American actor and singer (1914–1992)

Bert Parks (born Bertram Jacobson; December 30, 1914 - February 2, 1992) was an American actor, singer, and radio and television announcer, best known for hosting the annual Miss America telecast from 1955 to 1979.

==Early life==
Parks was born in Atlanta, Georgia, to Aaron Jacobson, a Jewish merchant who had immigrated to the United States in 1900 from Latvia (then part of the Russian Empire), and his wife Hattie (Spiegel) Jacobson, the daughter of immigrants from Austria-Hungary. He had one older brother, Allen Jacobson.
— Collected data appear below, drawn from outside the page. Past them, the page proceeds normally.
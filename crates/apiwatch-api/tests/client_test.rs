#![allow(clippy::unwrap_used)]
// Integration tests for `MonitorClient` using wiremock.

use pretty_assertions::assert_eq;
use serde_json::json;
use url::Url;
use wiremock::matchers::{body_json, body_string_contains, method, path, query_param};
use wiremock::{Mock, MockServer, ResponseTemplate};

use apiwatch_api::{EndpointId, Error, LogQuery, MonitorClient, OverviewSummary, Status};

// ── Helpers ─────────────────────────────────────────────────────────

async fn setup() -> (MockServer, MonitorClient) {
    let server = MockServer::start().await;
    let base_url = Url::parse(&server.uri()).unwrap();
    let client = MonitorClient::with_client(reqwest::Client::new(), base_url);
    (server, client)
}

fn log_rows(count: i64) -> serde_json::Value {
    let rows: Vec<_> = (0..count)
        .map(|i| {
            json!({
                "id": 1000 - i,
                "api_id": 3,
                "timestamp": "2026-02-02 12:00:00",
                "status": "UP",
                "status_code": 200,
                "latency": 0.05,
                "response": "ok"
            })
        })
        .collect();
    json!(rows)
}

// ── Overview & health ───────────────────────────────────────────────

#[tokio::test]
async fn test_fetch_overview() {
    let (server, client) = setup().await;

    Mock::given(method("GET"))
        .and(path("/stats/overview"))
        .respond_with(
            ResponseTemplate::new(200).set_body_json(json!({"total": 5, "up": 3, "down": 1})),
        )
        .mount(&server)
        .await;

    let overview = client.fetch_overview().await.unwrap();
    assert_eq!(
        overview,
        OverviewSummary {
            total: 5,
            up: 3,
            down: 1
        }
    );
    assert_eq!(overview.unknown(), 1);
}

#[tokio::test]
async fn test_health() {
    let (server, client) = setup().await;

    Mock::given(method("GET"))
        .and(path("/health"))
        .respond_with(ResponseTemplate::new(200).set_body_json(json!({"ok": true})))
        .mount(&server)
        .await;

    assert!(client.health().await.unwrap());
}

#[tokio::test]
async fn test_unreachable_service_is_network_error() {
    let server = MockServer::start().await;
    let base_url = Url::parse(&server.uri()).unwrap();
    drop(server);

    let client = MonitorClient::with_client(reqwest::Client::new(), base_url);
    let result = client.fetch_overview().await;

    assert!(
        matches!(result, Err(Error::Network(_))),
        "expected Network error, got: {result:?}"
    );
}

// ── Endpoint listing ────────────────────────────────────────────────

#[tokio::test]
async fn test_list_endpoints_preserves_order_and_tolerates_nulls() {
    let (server, client) = setup().await;

    Mock::given(method("GET"))
        .and(path("/apis"))
        .respond_with(ResponseTemplate::new(200).set_body_json(json!([
            {
                "id": 7,
                "name": "payments",
                "url": "https://pay.example.com/health",
                "created_at": "2026-02-01 09:00:00",
                "last_status": "DOWN",
                "last_status_code": 503,
                "last_latency": 1.25,
                "last_checked_at": "2026-02-02 12:00:00",
                "last_alert_at": "2026-02-02 12:00:01"
            },
            {
                "id": 2,
                "name": "auth",
                "url": "https://auth.example.com",
                "last_status": null,
                "last_latency": null,
                "last_checked_at": null
            }
        ])))
        .mount(&server)
        .await;

    let endpoints = client.list_endpoints().await.unwrap();
    let ids: Vec<_> = endpoints.iter().map(|e| e.id).collect();
    assert_eq!(ids, vec![EndpointId(7), EndpointId(2)]);

    assert_eq!(endpoints[0].last_status, Status::Down);
    assert_eq!(endpoints[0].last_status_code, Some(503));
    assert!(endpoints[0].last_checked_at.is_some());

    assert_eq!(endpoints[1].last_status, Status::Unknown);
    assert_eq!(endpoints[1].last_latency, None);
    assert!(endpoints[1].last_checked_at.is_none());
}

#[tokio::test]
async fn test_get_endpoint_not_found() {
    let (server, client) = setup().await;

    Mock::given(method("GET"))
        .and(path("/apis/99"))
        .respond_with(ResponseTemplate::new(404).set_body_json(json!({"detail": "API not found"})))
        .mount(&server)
        .await;

    let err = client.get_endpoint(EndpointId(99)).await.unwrap_err();
    assert!(err.is_not_found(), "expected NotFound, got: {err:?}");
    assert_eq!(err.to_string(), "API not found");
}

#[tokio::test]
async fn test_malformed_body_is_deserialization_error() {
    let (server, client) = setup().await;

    Mock::given(method("GET"))
        .and(path("/apis"))
        .respond_with(ResponseTemplate::new(200).set_body_string("<html>maintenance</html>"))
        .mount(&server)
        .await;

    let result = client.list_endpoints().await;
    match result {
        Err(Error::Deserialization { body, .. }) => assert_eq!(body, "<html>maintenance</html>"),
        other => panic!("expected Deserialization error, got: {other:?}"),
    }
}

// ── Create ──────────────────────────────────────────────────────────

#[tokio::test]
async fn test_create_endpoint_trims_and_accepts_ack() {
    let (server, client) = setup().await;

    Mock::given(method("POST"))
        .and(path("/apis"))
        .and(body_json(json!({"name": "search", "url": "https://search.example.com"})))
        .respond_with(ResponseTemplate::new(200).set_body_json(json!({"ok": true})))
        .expect(1)
        .mount(&server)
        .await;

    let created = client
        .create_endpoint("  search ", " https://search.example.com  ")
        .await
        .unwrap();
    assert!(created.endpoint().is_none());
}

#[tokio::test]
async fn test_create_endpoint_returns_record() {
    let (server, client) = setup().await;

    Mock::given(method("POST"))
        .and(path("/apis"))
        .respond_with(ResponseTemplate::new(201).set_body_json(json!({
            "id": 11,
            "name": "search",
            "url": "https://search.example.com",
            "last_status": null
        })))
        .mount(&server)
        .await;

    let created = client
        .create_endpoint("search", "https://search.example.com")
        .await
        .unwrap();
    let endpoint = created.endpoint().unwrap();
    assert_eq!(endpoint.id, EndpointId(11));
    assert_eq!(endpoint.last_status, Status::Unknown);
}

#[tokio::test]
async fn test_create_endpoint_rejects_empty_input_locally() {
    let (server, client) = setup().await;

    Mock::given(method("POST"))
        .and(path("/apis"))
        .respond_with(ResponseTemplate::new(200).set_body_json(json!({"ok": true})))
        .expect(0)
        .mount(&server)
        .await;

    let err = client.create_endpoint("   ", "https://x.example.com").await.unwrap_err();
    assert!(
        matches!(err, Error::InvalidInput { field: "name", .. }),
        "expected InvalidInput(name), got: {err:?}"
    );

    let err = client.create_endpoint("x", "").await.unwrap_err();
    assert!(
        matches!(err, Error::InvalidInput { field: "url", .. }),
        "expected InvalidInput(url), got: {err:?}"
    );
}

#[tokio::test]
async fn test_create_endpoint_surfaces_server_detail() {
    let (server, client) = setup().await;

    Mock::given(method("POST"))
        .and(path("/apis"))
        .respond_with(
            ResponseTemplate::new(400).set_body_json(json!({"detail": "API already exists"})),
        )
        .mount(&server)
        .await;

    let err = client
        .create_endpoint("dup", "https://dup.example.com")
        .await
        .unwrap_err();
    assert!(err.is_validation(), "expected Validation, got: {err:?}");
    assert_eq!(err.status(), Some(400));
    assert_eq!(err.to_string(), "API already exists");
}

#[tokio::test]
async fn test_create_endpoint_structured_detail() {
    let (server, client) = setup().await;

    Mock::given(method("POST"))
        .and(path("/apis"))
        .respond_with(ResponseTemplate::new(422).set_body_json(json!({
            "detail": [{"loc": ["body", "url"], "msg": "Invalid URL", "type": "value_error"}]
        })))
        .mount(&server)
        .await;

    let err = client.create_endpoint("x", "nope").await.unwrap_err();
    assert_eq!(err.to_string(), "Invalid URL");
}

#[tokio::test]
async fn test_server_error_without_detail() {
    let (server, client) = setup().await;

    Mock::given(method("POST"))
        .and(path("/apis"))
        .respond_with(ResponseTemplate::new(500).set_body_string("Internal Server Error"))
        .mount(&server)
        .await;

    let err = client
        .create_endpoint("x", "https://x.example.com")
        .await
        .unwrap_err();
    assert!(
        matches!(err, Error::Server { status: 500, .. }),
        "expected Server error, got: {err:?}"
    );
    assert!(err.is_transient());
}

// ── Delete ──────────────────────────────────────────────────────────

#[tokio::test]
async fn test_delete_endpoint() {
    let (server, client) = setup().await;

    Mock::given(method("DELETE"))
        .and(path("/apis/4"))
        .respond_with(ResponseTemplate::new(200).set_body_json(json!({"ok": true})))
        .expect(1)
        .mount(&server)
        .await;

    let confirmation = client.delete_endpoint(EndpointId(4)).await.unwrap();
    assert!(confirmation.ok);
}

#[tokio::test]
async fn test_delete_endpoint_empty_body() {
    let (server, client) = setup().await;

    Mock::given(method("DELETE"))
        .and(path("/apis/4"))
        .respond_with(ResponseTemplate::new(204))
        .mount(&server)
        .await;

    let confirmation = client.delete_endpoint(EndpointId(4)).await.unwrap();
    assert!(!confirmation.ok);
}

#[tokio::test]
async fn test_delete_missing_endpoint() {
    let (server, client) = setup().await;

    Mock::given(method("DELETE"))
        .and(path("/apis/404"))
        .respond_with(ResponseTemplate::new(404).set_body_json(json!({"detail": "API not found"})))
        .mount(&server)
        .await;

    let err = client.delete_endpoint(EndpointId(404)).await.unwrap_err();
    assert!(err.is_not_found());
}

// ── Logs ────────────────────────────────────────────────────────────

#[tokio::test]
async fn test_fetch_logs_sends_limit_and_bounds() {
    let (server, client) = setup().await;

    Mock::given(method("GET"))
        .and(path("/apis/3/logs"))
        .and(query_param("limit", "50"))
        .and(query_param("since", "2026-02-02 08:00:00"))
        .respond_with(ResponseTemplate::new(200).set_body_json(log_rows(2)))
        .expect(1)
        .mount(&server)
        .await;

    let since = chrono::DateTime::parse_from_rfc3339("2026-02-02T08:00:00Z")
        .unwrap()
        .with_timezone(&chrono::Utc);
    let query = LogQuery {
        limit: 50,
        since: Some(since),
        until: None,
    };
    let logs = client.fetch_logs(EndpointId(3), &query).await.unwrap();

    assert_eq!(logs.len(), 2);
    assert_eq!(logs[0].status, Status::Up);
    assert_eq!(logs[0].status_code, Some(200));
    assert_eq!(logs[0].response.as_deref(), Some("ok"));
}

#[tokio::test]
async fn test_fetch_logs_never_exceeds_limit() {
    let (server, client) = setup().await;

    Mock::given(method("GET"))
        .and(path("/apis/3/logs"))
        .respond_with(ResponseTemplate::new(200).set_body_json(log_rows(30)))
        .mount(&server)
        .await;

    let logs = client
        .fetch_logs(EndpointId(3), &LogQuery::with_limit(10))
        .await
        .unwrap();
    assert_eq!(logs.len(), 10);
    assert_eq!(logs[0].id, 1000);
}

#[tokio::test]
async fn test_fetch_logs_clamps_limit() {
    let (server, client) = setup().await;

    Mock::given(method("GET"))
        .and(path("/apis/3/logs"))
        .and(query_param("limit", "2000"))
        .respond_with(ResponseTemplate::new(200).set_body_json(json!([])))
        .expect(1)
        .mount(&server)
        .await;

    let logs = client
        .fetch_logs(EndpointId(3), &LogQuery::with_limit(9999))
        .await
        .unwrap();
    assert!(logs.is_empty());
}

// ── Upload ──────────────────────────────────────────────────────────

#[tokio::test]
async fn test_bulk_import() {
    let (server, client) = setup().await;

    Mock::given(method("POST"))
        .and(path("/apis/upload"))
        .and(body_string_contains("name=\"file\""))
        .and(body_string_contains("filename=\"apis.txt\""))
        .and(body_string_contains("https://a.example.com"))
        .respond_with(ResponseTemplate::new(200).set_body_json(json!({"added": 2, "skipped": 1})))
        .expect(1)
        .mount(&server)
        .await;

    let summary = client
        .bulk_import("apis.txt", b"a,https://a.example.com\n".to_vec())
        .await
        .unwrap();
    assert_eq!((summary.added, summary.skipped), (2, 1));
}

#[tokio::test]
async fn test_bulk_import_rejected() {
    let (server, client) = setup().await;

    Mock::given(method("POST"))
        .and(path("/apis/upload"))
        .respond_with(
            ResponseTemplate::new(400).set_body_json(json!({"detail": "File must be UTF-8 text"})),
        )
        .mount(&server)
        .await;

    let err = client
        .bulk_import("blob.bin", vec![0xff, 0xfe])
        .await
        .unwrap_err();
    assert!(err.is_validation());
    assert_eq!(err.to_string(), "File must be UTF-8 text");
}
Parks had his first experience in amateur theatre when he was four years old. He graduated from Marist School, a Catholic preparatory school in Atlanta.

==Radio==
Parks entered radio broadcasting at age 16, for Atlanta's WGST. Three years later, in 1933, he moved to New York City and was hired as a singer and straight man on The Eddie Cantor Show, then becoming a CBS Radio staff announcer.

Parks was the host of Break the Bank, which premiered on radio in 1945 and was telecast from 1948 to 1957, as well as Stop the Music on radio in 1948 and television from 1949 to 1952. The success of Stop the Music took a toll on the ratings of the popular radio show hosted by satirist Fred Allen, who began spoofing Parks's program with skits mocking the premise of the show, one called Cease The Melody.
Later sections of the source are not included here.